# Entrées et Sorties



## Chantou1 (11 Juillet 2022)

Bonsoir, 

Sur quel site faut-il faire obligatoirement les entrées et les sorties des accueillis ? 

Merci ☺️


----------



## liline17 (11 Juillet 2022)

En Vendée, nous avons un site géré par le CD, sur lequel nous notons les entrées et sorties, mais ce n'est pas le cas de tous les départements, tu fis comment habituellement?


----------



## Nanou91 (11 Juillet 2022)

*CHANTOU*
T'es sérieuse ? On est le 1° avril ?


----------



## Chantou1 (11 Juillet 2022)

liline17 a dit: 


> En Vendée, nous avons un site géré par le CD, sur lequel nous notons les entrées et sorties, mais ce n'est pas le cas de tous les départements, tu fis comment habituellement?


Par mail au secrétariat de la PMI mais il y a un an environ j’avais fait autrement mais pas par monenfant.fr car j’ai un souci justement donc ce n’est pas par ce site et je ne m’en souviens plus.


----------



## Chantou1 (11 Juillet 2022)

Nanou91 a dit: 


> *CHANTOU*
> T'es sérieuse ? On est le 1° avril ?


Nanou arrêtes avec tes « t’es sérieuse » SI je pose la question, c’est que soit j’ai un doute, soit je ne connais pas la réponse.
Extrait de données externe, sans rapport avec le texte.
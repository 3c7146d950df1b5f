//! Stack Hack - a physics stacking puzzle
//!
//! Core modules:
//! - `sim`: Gameplay state machine (contacts, placement, carrying, cannon, frame loop)
//! - `physics`: Physics adapter contract and the rapier2d-backed world
//! - `level`: Level descriptors and the built-in campaign
//! - `platform`: Browser/native platform abstraction (key state)
//! - `tuning`: Data-driven gameplay constants

pub mod error;
pub mod level;
pub mod physics;
pub mod platform;
pub mod sim;
pub mod tuning;

pub use error::LevelError;
pub use level::Level;
pub use tuning::Tuning;

/// Game configuration constants
pub mod consts {
    /// Play area dimensions in pixels (y grows downward)
    pub const GAME_WIDTH: f32 = 960.0;
    pub const GAME_HEIGHT: f32 = 640.0;

    /// Number of distinct block (present) types
    pub const BLOCK_TYPES: usize = 6;
    /// Guide accept type meaning "any block type"
    pub const ANY_BLOCK_TYPE: u8 = 12;
}

/// Wrap an angle to [0, 2π)
#[inline]
pub fn wrap_angle(mut angle: f32) -> f32 {
    use std::f32::consts::TAU;
    while angle >= TAU {
        angle -= TAU;
    }
    while angle < 0.0 {
        angle += TAU;
    }
    angle
}

/// Signed shortest rotation from `from` to `to`.
///
/// Both directions are measured wrapped to [0, 2π); the smaller magnitude wins
/// and the sign is negative when `to < from`.
pub fn shortest_sweep(from: f32, to: f32) -> f32 {
    let forward = wrap_angle(to - from);
    let backward = wrap_angle(from - to);
    let magnitude = forward.min(backward);
    if to < from { -magnitude } else { magnitude }
}

#[cfg(test)]
mod tests {
    use super::*;
    use std::f32::consts::{FRAC_PI_2, PI, TAU};

    #[test]
    fn test_wrap_angle() {
        assert!((wrap_angle(-FRAC_PI_2) - 1.5 * PI).abs() < 1e-5);
        assert!((wrap_angle(TAU + 0.25) - 0.25).abs() < 1e-5);
        assert_eq!(wrap_angle(0.0), 0.0);
    }

    #[test]
    fn test_shortest_sweep_sign() {
        assert!((shortest_sweep(0.0, 1.0) - 1.0).abs() < 1e-5);
        assert!((shortest_sweep(1.0, -0.5) + 1.5).abs() < 1e-5);
        assert!((shortest_sweep(-FRAC_PI_2, FRAC_PI_2) - PI).abs() < 1e-5);
    }
}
Autrement je ferais soit à l’ancienne comme avant, ou j’appellerai demain ma puer car il y a un nouveau système justement pour ne plus envoyer par mail.


----------



## Nanou91 (11 Juillet 2022)

Alors peut-être chez toi.
Car j'ai eu la visite de la Puer ce matin, qui m'a rappelé (bien que je le fasse systématiquement), qu'à chaque arrivée/départ, il fallait envoyer le formulaire à la PMI. Toujours même formulaire, toujours même procédure : courrier ou mail à la PMI de secteur.
Je suis en Ile de France et jamais on nous a signalé qu'il y avait une nouvelle façon ou une façon différente de faire.


----------



## Chantou1 (11 Juillet 2022)

Il y a une autre façon et qui prend la tête, du TEMPS surtout, alors qu’avant c’était hyper rapide.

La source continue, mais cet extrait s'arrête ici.